This week we saw apologies for racism, homophobia and even and apology from Sarah Palin. But corporations continued to turn their stupidity into marketing opportunities. Is there a limit or not?
Is Murder The New Merchandising?
September 20, 2014

This week was all about the apology.

It wasn't just that the New York Times had to apologize for mistakenly referring to Dick Cheney as the former president of the United States. Apologies abounded! Like the one from Jacob Dorsey, the 19-year-old Republican candidate for the Wisconsin Assembly, who not only apologized but dropped out of the race after his "hurtful" (his term) comments about black people and gays resurfaced on social media. Future GOP politicians, take note: It's never too early to figure out that calling people "f*gs" and "n*ggers" on Twitter and YouTube might not be a winning election strategy. Even in Wisconsin!

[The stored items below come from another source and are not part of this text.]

//! Startup selection of the remote store.
//!
//! The choice is made once from configuration. There are no retries and no
//! reconnects: if the remote store is not usable at startup the process runs on
//! the local store until it exits.

use std::sync::Arc;

use serde::Serialize;

use super::{DocumentStore, MemoryDocumentStore, StoreError, StoreResult};

/// Connection state fixed at startup.
#[derive(Debug, Clone, Copy, PartialEq, Eq, Serialize)]
#[serde(rename_all = "snake_case")]
pub enum BackendMode {
    Connected,
    LocalFallback,
}

/// Resolve the configured remote store, falling back to `None` on any problem.
pub async fn connect_remote(
    remote_url: Option<&str>,
    database: &str,
) -> Option<Arc<dyn DocumentStore>> {
    let Some(url) = remote_url else {
        tracing::info!("No remote store configured, using local storage fallback");
        return None;
    };

    match try_connect(url, database).await {
        Ok(store) => {
            tracing::info!("Remote store connected ({})", store.backend_type());
            Some(store)
        }
        Err(e) => {
            tracing::warn!("Remote store unavailable, using local storage fallback: {}", e);
            None
        }
    }
}

async fn try_connect(url: &str, database: &str) -> StoreResult<Arc<dyn DocumentStore>> {
    let store: Arc<dyn DocumentStore> = if url.starts_with("memory://") {
        Arc::new(MemoryDocumentStore::new())
    } else if url.starts_with("mongodb://") || url.starts_with("mongodb+srv://") {
        connect_mongo(url, database).await?
    } else {
        return Err(StoreError::BackendUnavailable(
            "unsupported remote store URL scheme".to_string(),
        ));
    };

    store.ping().await?;
    Ok(store)
}

#[cfg(feature = "remote-mongodb")]
async fn connect_mongo(url: &str, database: &str) -> StoreResult<Arc<dyn DocumentStore>> {
    let store = super::MongoDocumentStore::connect(url, database).await?;
    Ok(Arc::new(store))
}

#[cfg(not(feature = "remote-mongodb"))]
async fn connect_mongo(_url: &str, _database: &str) -> StoreResult<Arc<dyn DocumentStore>> {
    Err(StoreError::BackendUnavailable(
        "built without the remote-mongodb feature".to_string(),
    ))
}
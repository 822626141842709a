//! Storage error type shared by the local and remote backends.

/// Result type for storage operations.
pub type StoreResult<T> = Result<T, StoreError>;

#[derive(Debug, thiserror::Error)]
pub enum StoreError {
    /// Record or document does not exist
    #[error("Not found: {0}")]
    NotFound(String),

    /// Caller supplied an unusable value
    #[error("Invalid input: {0}")]
    InvalidInput(String),

    /// Remote client absent, unreachable, or failing
    #[error("Backend unavailable: {0}")]
    BackendUnavailable(String),

    /// Stored JSON could not be decoded
    #[error("Malformed stored data: {0}")]
    MalformedData(String),

    /// Local SQLite error
    #[error("Database error: {0}")]
    Database(#[from] sqlx::Error),

    /// File IO during export/import
    #[error("IO error: {0}")]
    Io(#[from] std::io::Error),
}
//! Error handling module for the HTTP layer.
//!
//! Provides the application error type with mapping to HTTP status codes and
//! the `{success: false, ...}` response envelope.

use axum::{
    extract::rejection::JsonRejection,
    http::StatusCode,
    response::{IntoResponse, Response},
    Json,
};
use serde::{Deserialize, Serialize};

use crate::service::ErrorKind;

/// Error codes as constants to avoid stringly-typed errors.
pub mod codes {
    pub const NOT_FOUND: &str = "NOT_FOUND";
    pub const VALIDATION_ERROR: &str = "VALIDATION_ERROR";
    pub const BAD_REQUEST: &str = "BAD_REQUEST";
    pub const BACKEND_UNAVAILABLE: &str = "BACKEND_UNAVAILABLE";
    pub const MALFORMED_DATA: &str = "MALFORMED_DATA";
}

/// Application error type.
#[derive(Debug)]
pub enum AppError {
    /// Resource not found
    NotFound(String),
    /// Request parsed but carries an unusable value
    Validation(String),
    /// Request could not be parsed
    BadRequest(String),
    /// Storage failed or is unreachable
    Backend(String),
    /// Stored data could not be decoded
    MalformedData(String),
}

impl AppError {
    /// Get the HTTP status code for this error.
    pub fn status_code(&self) -> StatusCode {
        match self {
            AppError::NotFound(_) => StatusCode::NOT_FOUND,
            AppError::Validation(_) => StatusCode::BAD_REQUEST,
            AppError::BadRequest(_) => StatusCode::BAD_REQUEST,
            AppError::Backend(_) => StatusCode::INTERNAL_SERVER_ERROR,
            AppError::MalformedData(_) => StatusCode::INTERNAL_SERVER_ERROR,
        }
    }

    /// Get the error code for this error.
    pub fn error_code(&self) -> &'static str {
        match self {
            AppError::NotFound(_) => codes::NOT_FOUND,
            AppError::Validation(_) => codes::VALIDATION_ERROR,
            AppError::BadRequest(_) => codes::BAD_REQUEST,
            AppError::Backend(_) => codes::BACKEND_UNAVAILABLE,
            AppError::MalformedData(_) => codes::MALFORMED_DATA,
        }
    }

    /// Get the error message.
    pub fn message(&self) -> String {
        match self {
            AppError::NotFound(msg)
            | AppError::Validation(msg)
            | AppError::BadRequest(msg)
            | AppError::Backend(msg)
            | AppError::MalformedData(msg) => msg.clone(),
        }
    }

    /// Map a failed facade result onto an HTTP error.
    pub fn from_failure(kind: ErrorKind, message: String) -> Self {
        match kind {
            ErrorKind::NotFound => AppError::NotFound(message),
            ErrorKind::InvalidInput => AppError::Validation(message),
            ErrorKind::BackendUnavailable => AppError::Backend(message),
            ErrorKind::MalformedStoredData => AppError::MalformedData(message),
        }
    }
}

impl std::fmt::Display for AppError {
    fn fmt(&self, f: &mut std::fmt::Formatter<'_>) -> std::fmt::Result {
        write!(f, "{}: {}", self.error_code(), self.message())
    }
}

impl std::error::Error for AppError {}

impl From<(ErrorKind, String)> for AppError {
    fn from((kind, message): (ErrorKind, String)) -> Self {
        AppError::from_failure(kind, message)
    }
}

impl From<JsonRejection> for AppError {
    fn from(rejection: JsonRejection) -> Self {
        tracing::debug!("Rejected request body: {}", rejection.body_text());
        AppError::BadRequest("Invalid request".to_string())
    }
}

/// Error response envelope.
#[derive(Debug, Serialize, Deserialize)]
pub struct ErrorResponse {
    pub success: bool,
    pub code: String,
    pub message: String,
}

impl ErrorResponse {
    pub fn new(error: &AppError) -> Self {
        Self {
            success: false,
            code: error.error_code().to_string(),
            message: error.message(),
        }
    }
}

impl IntoResponse for AppError {
    fn into_response(self) -> Response {
        let status = self.status_code();
        (status, Json(ErrorResponse::new(&self))).into_response()
    }
}

#[cfg(test)]
mod tests {
    use super::*;

    #[test]
    fn test_failure_kinds_map_to_statuses() {
        let cases = [
            (ErrorKind::NotFound, StatusCode::NOT_FOUND),
            (ErrorKind::InvalidInput, StatusCode::BAD_REQUEST),
            (ErrorKind::BackendUnavailable, StatusCode::INTERNAL_SERVER_ERROR),
            (ErrorKind::MalformedStoredData, StatusCode::INTERNAL_SERVER_ERROR),
        ];
        for (kind, status) in cases {
            assert_eq!(AppError::from_failure(kind, "x".to_string()).status_code(), status);
        }
    }
}
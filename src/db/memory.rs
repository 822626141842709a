//! In-process document store.
//!
//! Behaves like a remote document database without a server. Selected with a
//! `memory://` remote URL and used throughout the tests.

use std::collections::{BTreeMap, HashMap};

use async_trait::async_trait;
use serde_json::{Map, Value};
use tokio::sync::RwLock;

use super::{DocumentStore, StoreError, StoreResult};

type Collection = BTreeMap<String, Map<String, Value>>;

#[derive(Default)]
pub struct MemoryDocumentStore {
    collections: RwLock<HashMap<String, Collection>>,
}

impl MemoryDocumentStore {
    pub fn new() -> Self {
        Self::default()
    }
}

#[async_trait]
impl DocumentStore for MemoryDocumentStore {
    fn backend_type(&self) -> &'static str {
        "memory"
    }

    async fn ping(&self) -> StoreResult<()> {
        Ok(())
    }

    async fn set_document(&self, collection: &str, id: &str, document: Value) -> StoreResult<()> {
        let Value::Object(fields) = document else {
            return Err(StoreError::InvalidInput(format!(
                "document {}/{} is not an object",
                collection, id
            )));
        };

        self.collections
            .write()
            .await
            .entry(collection.to_string())
            .or_default()
            .insert(id.to_string(), fields);
        Ok(())
    }

    async fn get_document(&self, collection: &str, id: &str) -> StoreResult<Option<Value>> {
        let collections = self.collections.read().await;
        Ok(collections
            .get(collection)
            .and_then(|c| c.get(id))
            .map(|fields| Value::Object(fields.clone())))
    }

    async fn list_documents(&self, collection: &str) -> StoreResult<Vec<Value>> {
        let collections = self.collections.read().await;
        Ok(collections
            .get(collection)
            .map(|c| c.values().cloned().map(Value::Object).collect())
            .unwrap_or_default())
    }

    async fn increment_field(
        &self,
        collection: &str,
        id: &str,
        field: &str,
        amount: i64,
        set: Map<String, Value>,
    ) -> StoreResult<Option<Value>> {
        // The write lock spans the read and the write.
        let mut collections = self.collections.write().await;
        let Some(fields) = collections.get_mut(collection).and_then(|c| c.get_mut(id)) else {
            return Ok(None);
        };

        let current = match fields.get(field) {
            None | Some(Value::Null) => 0,
            Some(value) => value.as_i64().ok_or_else(|| {
                StoreError::MalformedData(format!("{}/{}.{} is not an integer", collection, id, field))
            })?,
        };

        let total = current.checked_add(amount).ok_or_else(|| {
            StoreError::InvalidInput(format!("{}/{}.{} would overflow", collection, id, field))
        })?;
        fields.insert(field.to_string(), Value::from(total));
        fields.extend(set);

        Ok(Some(Value::Object(fields.clone())))
    }
}
//! Configuration module for the portal backend.
//!
//! All configuration is loaded from environment variables with sensible defaults.

use std::env;
use std::net::SocketAddr;
use std::path::PathBuf;

/// Application configuration loaded from environment variables.
#[derive(Debug, Clone)]
pub struct Config {
    /// Address to bind the server to
    pub bind_addr: SocketAddr,
    /// SQLite file backing the local fallback store
    pub db_path: PathBuf,
    /// Remote document store (`mongodb://...` or `memory://`); unset means local only
    pub remote_url: Option<String>,
    /// Database name on the remote store
    pub remote_database: String,
    /// Seed the default rewards catalog at startup when none are stored
    pub seed_rewards: bool,
    /// Snapshot imported into the local store before serving
    pub import_file: Option<PathBuf>,
    /// Directory a local snapshot is exported to on shutdown
    pub export_dir: Option<PathBuf>,
    /// Log level (trace, debug, info, warn, error)
    pub log_level: String,
}

impl Config {
    /// Load configuration from environment variables.
    pub fn from_env() -> Self {
        dotenvy::dotenv().ok();

        let bind_addr = env::var("PORTAL_BIND_ADDR")
            .unwrap_or_else(|_| "127.0.0.1:3001".to_string())
            .parse()
            .expect("Invalid PORTAL_BIND_ADDR format");

        let db_path = env::var("PORTAL_DB_PATH")
            .unwrap_or_else(|_| "./data/portal.sqlite".to_string())
            .into();

        let remote_url = env::var("PORTAL_REMOTE_URL")
            .ok()
            .filter(|url| !url.trim().is_empty());

        let remote_database =
            env::var("PORTAL_REMOTE_DATABASE").unwrap_or_else(|_| "intern-portal".to_string());

        let seed_rewards = env::var("PORTAL_SEED_REWARDS")
            .map(|v| parse_flag(&v))
            .unwrap_or(true);

        let import_file = env::var("PORTAL_IMPORT_FILE").ok().map(PathBuf::from);
        let export_dir = env::var("PORTAL_EXPORT_DIR").ok().map(PathBuf::from);

        let log_level = env::var("PORTAL_LOG_LEVEL").unwrap_or_else(|_| "info".to_string());

        Self {
            bind_addr,
            db_path,
            remote_url,
            remote_database,
            seed_rewards,
            import_file,
            export_dir,
            log_level,
        }
    }
}

fn parse_flag(value: &str) -> bool {
    matches!(
        value.trim().to_ascii_lowercase().as_str(),
        "1" | "true" | "yes" | "on"
    )
}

Speaking of insensitivity, the next “OOPS” came from the editors of the Lancaster New Era, which had published an editorial cartoon that compared cramped, modern air travel with the horrors of humans packed into slave ships. “To somehow link the inconveniences of air travel with slavery in general and the slave ships in particular was not only just plain wrong it was deeply hurtful,” the editors later wrote with what seemed like genuine remorse.

More ambiguously, Sarah “it takes a village idiot” Palin came along this week to declare that she “owe[s] America a global apology [sic].” Not for refusing to go away — but for John McCain not winning the presidency in 2008.

We were trying to figure out if Palin finally realized that her candidacy was a global joke when along came another apology, this time from the retail giant Urban Outfitters. This one was a doozy. And, no, they weren't apologizing for for making teenagers look funny.

Urban Outfitters never tires of offending people — selling things like a Monopoly board game parody called “Ghettopoly” (where players build crack houses and projects instead of houses and hotels) and stuff like T-shirts declaring Everyone Loves a Jewish Girl that’s printed amid a sea of dollar signs. It’s part of a long list of ways the company has pissed people off.

This time, one of their Mensa-Merchandisers thought it would be a good idea to sell faux-vintage university sweatshirts. Not just any university. Kent State University. Circa 1970. And part of the sweatshirt’s “faux vintage” effect include what looks like bullet holes and bloodstains.

In case you grew up on Texas schoolbooks, Kent State University is where, in 1970, four unarmed students were caught up in a protest about the escalation of the Vietnam War — when along came the patriotic Ohio National Guard to shoot them to death. Nine more students were injured; one was permanently paralyzed. Half a century later, the chilling details of that day still spark outrage.

So what the hell was Urban Outfitters thinking? “The red stains are discoloration from the original shade of the shirt and the holes are from natural wear and fray,” went the official response from the company. Oh, and the bullet holes made it difficult to fit longer words like Virginia Tech or Sandy Hook Elementary on the front. Mm hm.

Is there anything Urban Outfitters won’t commodify? Kent State. Urban ghettos. Jewi$hne$$. We didn’t even mention the time they were called out for hawking sparkly gun-shaped Christmas-tree ornaments in crime-ridden Philadelphia, or forced to stop selling a shirt with the word depression printed repeatedly across the front.

Sensitivity be damned. Offending people may not work for everyone, but Urban Outfitters obviously feels it works for them — surely they'll find more ways to offend. It’s going to be hard to top a bloody Kent State sweatshirt, however. So let’s help them out! Since they clearly want to find the most offensive way to market their brand, what will they sell next? What do YOU think?